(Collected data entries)
BEGIN

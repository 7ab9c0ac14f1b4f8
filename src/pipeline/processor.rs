//! Ingestion driver.
//!
//! Sweeps one directory and drives each file through
//! dispatch → extract → normalize → metadata → persist.
//! Every file ends in a logged `FileOutcome`; only an unreadable input
//! directory stops the sweep.
//!
//! Uses trait-based DI for the extractor so the driver stays testable
//! with mock implementations.

use std::path::{Path, PathBuf};

use chrono::{DateTime, Utc};
use serde::Serialize;
use uuid::Uuid;

use crate::config::Config;
use crate::db::repository::DocumentRepository;
use crate::models::{Document, LookupNames};
use crate::pipeline::extraction::normalize::normalize;
use crate::pipeline::extraction::orchestrator::DocumentExtractor;
use crate::pipeline::extraction::types::TextExtractor;
use crate::pipeline::import::{
    compute_content_hash, content_matches_kind, display_name, FileKind, ImportError,
};
use crate::pipeline::metadata::extract_metadata;

// ---------------------------------------------------------------------------
// Error types
// ---------------------------------------------------------------------------

/// Errors that abort a sweep. Per-file problems never surface here.
#[derive(Debug, thiserror::Error)]
pub enum ProcessingError {
    #[error("Cannot read input directory {path}: {source}")]
    InputDirectory {
        path: String,
        #[source]
        source: std::io::Error,
    },
}

/// Why a file was left out of the archive on purpose.
#[derive(Debug, Clone, PartialEq, Serialize, thiserror::Error)]
#[serde(tag = "kind", content = "detail", rename_all = "snake_case")]
pub enum SkipReason {
    #[error("unsupported format {0}")]
    Unsupported(String),

    #[error("content already stored")]
    Duplicate,
}

/// Why a supported file could not be stored.
#[derive(Debug, Clone, PartialEq, Serialize, thiserror::Error)]
#[serde(tag = "kind", content = "detail", rename_all = "snake_case")]
pub enum FailureReason {
    #[error("could not read file: {0}")]
    Read(String),

    #[error("text extraction failed: {0}")]
    Extraction(String),

    #[error("no text extracted")]
    EmptyText,

    #[error("duplicate check failed: {0}")]
    Database(String),

    #[error("insert failed: {0}")]
    Insert(String),
}

// ---------------------------------------------------------------------------
// Result types
// ---------------------------------------------------------------------------

/// Terminal state of one file in a sweep.
#[derive(Debug, Clone, PartialEq, Serialize)]
#[serde(tag = "status", rename_all = "snake_case")]
pub enum FileOutcome {
    Inserted {
        file: String,
        id: i64,
        title: String,
    },
    /// Dry run: parsed but not persisted.
    Extracted {
        file: String,
        document: Box<Document>,
    },
    Skipped {
        file: String,
        reason: SkipReason,
    },
    Failed {
        file: String,
        reason: FailureReason,
    },
}

impl FileOutcome {
    pub fn file(&self) -> &str {
        match self {
            Self::Inserted { file, .. }
            | Self::Extracted { file, .. }
            | Self::Skipped { file, .. }
            | Self::Failed { file, .. } => file,
        }
    }
}

/// Everything one sweep did, in directory-enumeration order.
#[derive(Debug, Clone, Serialize)]
pub struct SweepReport {
    pub run_id: Uuid,
    pub directory: PathBuf,
    pub started_at: DateTime<Utc>,
    pub outcomes: Vec<FileOutcome>,
}

impl SweepReport {
    pub fn inserted(&self) -> usize {
        self.count(|o| matches!(o, FileOutcome::Inserted { .. }))
    }

    pub fn extracted(&self) -> usize {
        self.count(|o| matches!(o, FileOutcome::Extracted { .. }))
    }

    pub fn skipped(&self) -> usize {
        self.count(|o| matches!(o, FileOutcome::Skipped { .. }))
    }

    pub fn failed(&self) -> usize {
        self.count(|o| matches!(o, FileOutcome::Failed { .. }))
    }

    fn count(&self, pred: impl Fn(&FileOutcome) -> bool) -> usize {
        self.outcomes.iter().filter(|o| pred(o)).count()
    }
}

// ---------------------------------------------------------------------------
// Driver
// ---------------------------------------------------------------------------

#[derive(Debug, Clone)]
pub struct DriverOptions {
    /// Parse files but never insert.
    pub dry_run: bool,
    /// Skip files whose content hash is already stored.
    pub skip_duplicates: bool,
    /// Type lookup name for documents without a title keyword.
    pub default_type: String,
    pub organ: String,
}

impl DriverOptions {
    pub fn from_config(config: &Config) -> Self {
        Self {
            dry_run: false,
            skip_duplicates: config.skip_duplicates,
            default_type: config.default_type.clone(),
            organ: config.default_organ.clone(),
        }
    }
}

pub struct IngestionDriver {
    extractor: Box<dyn TextExtractor + Send + Sync>,
    repository: DocumentRepository,
    options: DriverOptions,
}

impl IngestionDriver {
    pub fn new(
        extractor: Box<dyn TextExtractor + Send + Sync>,
        repository: DocumentRepository,
        options: DriverOptions,
    ) -> Self {
        Self {
            extractor,
            repository,
            options,
        }
    }

    /// Production driver: default engines, repository at the configured path.
    pub fn with_defaults(config: &Config) -> Self {
        Self::new(
            Box::new(DocumentExtractor::with_defaults(config)),
            DocumentRepository::new(&config.database_path),
            DriverOptions::from_config(config),
        )
    }

    pub fn with_options(mut self, options: DriverOptions) -> Self {
        self.options = options;
        self
    }

    pub fn options(&self) -> &DriverOptions {
        &self.options
    }

    /// Process every file directly inside `dir`. Sub-directories are ignored.
    pub fn run(&self, dir: &Path) -> Result<SweepReport, ProcessingError> {
        let input_error = |source| ProcessingError::InputDirectory {
            path: dir.display().to_string(),
            source,
        };
        let entries = std::fs::read_dir(dir).map_err(input_error)?;

        let run_id = Uuid::new_v4();
        let started_at = Utc::now();
        tracing::info!(
            run_id = %run_id,
            directory = %dir.display(),
            dry_run = self.options.dry_run,
            "Starting ingestion sweep"
        );

        let mut outcomes = Vec::new();
        for entry in entries {
            let entry = match entry {
                Ok(entry) => entry,
                Err(e) => {
                    tracing::warn!(
                        run_id = %run_id,
                        error = %e,
                        "Skipping unreadable directory entry"
                    );
                    continue;
                }
            };
            let path = entry.path();
            if path.is_dir() {
                tracing::debug!(path = %path.display(), "Ignoring sub-directory");
                continue;
            }
            outcomes.push(self.process_file(&path));
        }

        let report = SweepReport {
            run_id,
            directory: dir.to_path_buf(),
            started_at,
            outcomes,
        };
        tracing::info!(
            run_id = %run_id,
            inserted = report.inserted(),
            extracted = report.extracted(),
            skipped = report.skipped(),
            failed = report.failed(),
            "Ingestion sweep complete"
        );
        Ok(report)
    }

    /// Run one file through the pipeline and log its outcome.
    pub fn process_file(&self, path: &Path) -> FileOutcome {
        let file = display_name(path);
        let outcome = match self.prepare(path, &file) {
            Ok(Prepared::Skip(reason)) => FileOutcome::Skipped { file, reason },
            Ok(Prepared::Ready(document)) => self.persist(file, document),
            Err(reason) => FileOutcome::Failed { file, reason },
        };
        log_outcome(&outcome);
        outcome
    }

    /// Dispatch, dedup check, extract, normalize, parse.
    fn prepare(&self, path: &Path, file: &str) -> Result<Prepared, FailureReason> {
        let kind = match FileKind::from_path(path) {
            Ok(kind) => kind,
            Err(ImportError::UnsupportedFormat(ext)) => {
                return Ok(Prepared::Skip(SkipReason::Unsupported(ext)))
            }
            Err(e) => return Err(FailureReason::Read(e.to_string())),
        };

        let hash = compute_content_hash(path).map_err(|e| FailureReason::Read(e.to_string()))?;

        if self.options.skip_duplicates
            && self
                .repository
                .exists_with_hash(&hash)
                .map_err(|e| FailureReason::Database(e.to_string()))?
        {
            return Ok(Prepared::Skip(SkipReason::Duplicate));
        }

        if let Ok(false) = content_matches_kind(path, kind) {
            tracing::warn!(
                file = %file,
                kind = kind.as_str(),
                "File content does not match its extension"
            );
        }

        let extracted = self.extractor.extract(path, kind);
        if let Some(error) = extracted.failure {
            return Err(FailureReason::Extraction(error));
        }

        let text = normalize(&extracted.text);
        if text.trim().is_empty() {
            return Err(FailureReason::EmptyText);
        }

        let mut document = extract_metadata(&text);
        document.source_file = Some(file.to_string());
        document.content_hash = Some(hash);
        Ok(Prepared::Ready(Box::new(document)))
    }

    fn persist(&self, file: String, document: Box<Document>) -> FileOutcome {
        if self.options.dry_run {
            return FileOutcome::Extracted { file, document };
        }

        let names = self.lookup_names(&document);
        match self.repository.insert(&document, &names) {
            Ok(id) => FileOutcome::Inserted {
                file,
                id,
                title: document.title,
            },
            Err(e) => FileOutcome::Failed {
                file,
                reason: FailureReason::Insert(e.to_string()),
            },
        }
    }

    fn lookup_names(&self, document: &Document) -> LookupNames {
        let type_name = document
            .class
            .map(|class| class.as_str().to_string())
            .unwrap_or_else(|| self.options.default_type.clone());
        LookupNames::new(type_name, self.options.organ.clone())
    }
}

enum Prepared {
    Ready(Box<Document>),
    Skip(SkipReason),
}

fn log_outcome(outcome: &FileOutcome) {
    match outcome {
        FileOutcome::Inserted { file, id, title } => {
            tracing::info!(file = %file, id, title = %title, "Document stored");
        }
        FileOutcome::Extracted { file, document } => {
            tracing::info!(
                file = %file,
                title = %document.title,
                number = %document.number,
                year = document.year,
                "Document parsed (dry run)"
            );
        }
        FileOutcome::Skipped { file, reason } => {
            tracing::warn!(file = %file, reason = %reason, "File skipped");
        }
        FileOutcome::Failed { file, reason } => {
            tracing::error!(file = %file, reason = %reason, "File failed");
        }
    }
}

// ---------------------------------------------------------------------------
// Tests
// ---------------------------------------------------------------------------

END

#### Exercise directions:
Wherever the word "Sync" occurs in the data above, copy the line it sits in.

#### Solution below:
    extractor: Box<dyn TextExtractor + Send + Sync>,
        extractor: Box<dyn TextExtractor + Send + Sync>,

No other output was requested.